Attitude malaisante du recruteur, questions d’une autre époque, prise d’infos sur des éléments personnels, entretien de 5 minutes… Les retours des candidats témoignent souvent des mêmes expériences négatives pendant le process de recrutement.
Pourtant, je suis convaincue qu’il y a d’excellents recruteurs et des entretiens qui se passent très bien puisque j’ai des retours positifs. C’est pour cela que depuis plusieurs années, j’explique 2 choses essentielles pour moi aux candidats :
- tous les recruteurs ne sont pas mauvais : pour preuve, je connais des passionnés de leur métier et de l’humain
- derrière la question d’un recruteur, il y a une attente à décrypter
Malgré cela, j’ai de plus en plus de retours négatifs. Et je le constate au quotidien : l’image du recruteur se dégrade…
Alors est-ce que mon regard sur la réalité du recrutement est trop optimiste ?
Pour y voir plus clair, j’ai posé quelques questions sans filtre à Mohamed Achahbar de L’École du Recrutement. Et j’ai eu des réponses… sans filtre 👇
Qu’est ce qu’un bon recruteur ?
“Y a 2 jambes sur lesquelles danse un bon ou une bonne recruteuse :
- la jambe économique : faire des recrutements profitables pour l’entreprise
- la jambe sociale : faire des recrutements justes pour les candidats et candidates.

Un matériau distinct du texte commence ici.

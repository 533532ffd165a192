// src/models/internship.rs
use super::{lenient_id, lenient_text, require_owner, require_present, require_short, user::Role, OwnerSummary};
use crate::error::AppResult;
use chrono::NaiveDateTime;
use serde::{Deserialize, Serialize};
use sqlx::FromRow;

#[derive(Debug, FromRow)]
pub struct InternshipRow {
    pub id: i64,
    pub company: String,
    pub position: String,
    pub description: String,
    pub start_date: String,
    pub end_date: String,
    pub user_id: i64,
    pub created_at: Option<NaiveDateTime>,
    pub updated_at: Option<NaiveDateTime>,
    pub owner_id: Option<i64>,
    pub owner_username: Option<String>,
    pub owner_role: Option<Role>,
    pub owner_name: Option<String>,
}

#[derive(Debug, Serialize)]
pub struct Internship {
    pub id: i64,
    pub company: String,
    pub position: String,
    pub description: String,
    pub start_date: String,
    pub end_date: String,
    pub user_id: i64,
    pub created_at: Option<NaiveDateTime>,
    pub updated_at: Option<NaiveDateTime>,
    pub user: Option<OwnerSummary>,
}

impl From<InternshipRow> for Internship {
    fn from(row: InternshipRow) -> Self {
        Self {
            user: OwnerSummary::from_join(row.owner_id, row.owner_username, row.owner_role, row.owner_name),
            id: row.id,
            company: row.company,
            position: row.position,
            description: row.description,
            start_date: row.start_date,
            end_date: row.end_date,
            user_id: row.user_id,
            created_at: row.created_at,
            updated_at: row.updated_at,
        }
    }
}

#[derive(Debug, Default, Deserialize)]
pub struct InternshipPayload {
    #[serde(default, deserialize_with = "lenient_text")]
    pub company: Option<String>,
    #[serde(default, deserialize_with = "lenient_text")]
    pub position: Option<String>,
    #[serde(default, deserialize_with = "lenient_text")]
    pub description: Option<String>,
    #[serde(default, deserialize_with = "lenient_text")]
    pub start_date: Option<String>,
    #[serde(default, deserialize_with = "lenient_text")]
    pub end_date: Option<String>,
    #[serde(default, deserialize_with = "lenient_id")]
    pub user_id: Option<i64>,
}

#[derive(Debug, Clone)]
pub struct NewInternship {
    pub company: String,
    pub position: String,
    pub description: String,
    pub start_date: String,
    pub end_date: String,
    pub user_id: i64,
}

impl InternshipPayload {
    pub fn validate(self) -> AppResult<NewInternship> {
        require_short(&self.company, "Company is required and must be less than 100 characters")?;
        require_short(&self.position, "Position is required and must be less than 100 characters")?;
        require_present(&self.start_date, "Start date is required")?;
        require_present(&self.end_date, "End date is required")?;
        require_present(&self.description, "Description is required")?;
        let user_id = require_owner(self.user_id)?;

        Ok(NewInternship {
            company: self.company.unwrap_or_default(),
            position: self.position.unwrap_or_default(),
            description: self.description.unwrap_or_default(),
            start_date: self.start_date.unwrap_or_default(),
            end_date: self.end_date.unwrap_or_default(),
            user_id,
        })
    }
}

Si t’es bon dans l’un sans l’être dans l’autre, tu ne peux pas rester dans le recrutement.
Et si tu privilégies seulement la 1ère dimension, l’impact économique sans l’impact social, tu n’es pas recruteur, t’es surtout commercial.
À l’inverse, si tu prends en compte seulement la deuxième, tu ne pourras pas avoir une carrière ou bien développer une activité compétitive dans le recrutement.
Tu as besoin des deux.”
Selon toi, que manque-t-il aux recruteurs aujourd’hui ?
“Il manque les deux jambes.
En effet, pour faire des recrutements qui soient profitables pour l’entreprise et ce, sur tous les points (business, organisation, équipe et culture), il faut développer une méthode scientifique. Cette méthode est le terreau sur lequel poussera notre expertise et, in fine, notre respectabilité en tant que pro du recrutement.
Or, cette méthode scientifique de recrutement est souvent méconnue. Sans être totalement la responsabilité des recruteurs et recruteuses, il n’y a aucune formation académique et complète qui forme au métier de recruteur.
Souvent ce sont des modules perdus dans une formation RH généraliste. Soit quelques jours de formation pour un métier à plein temps.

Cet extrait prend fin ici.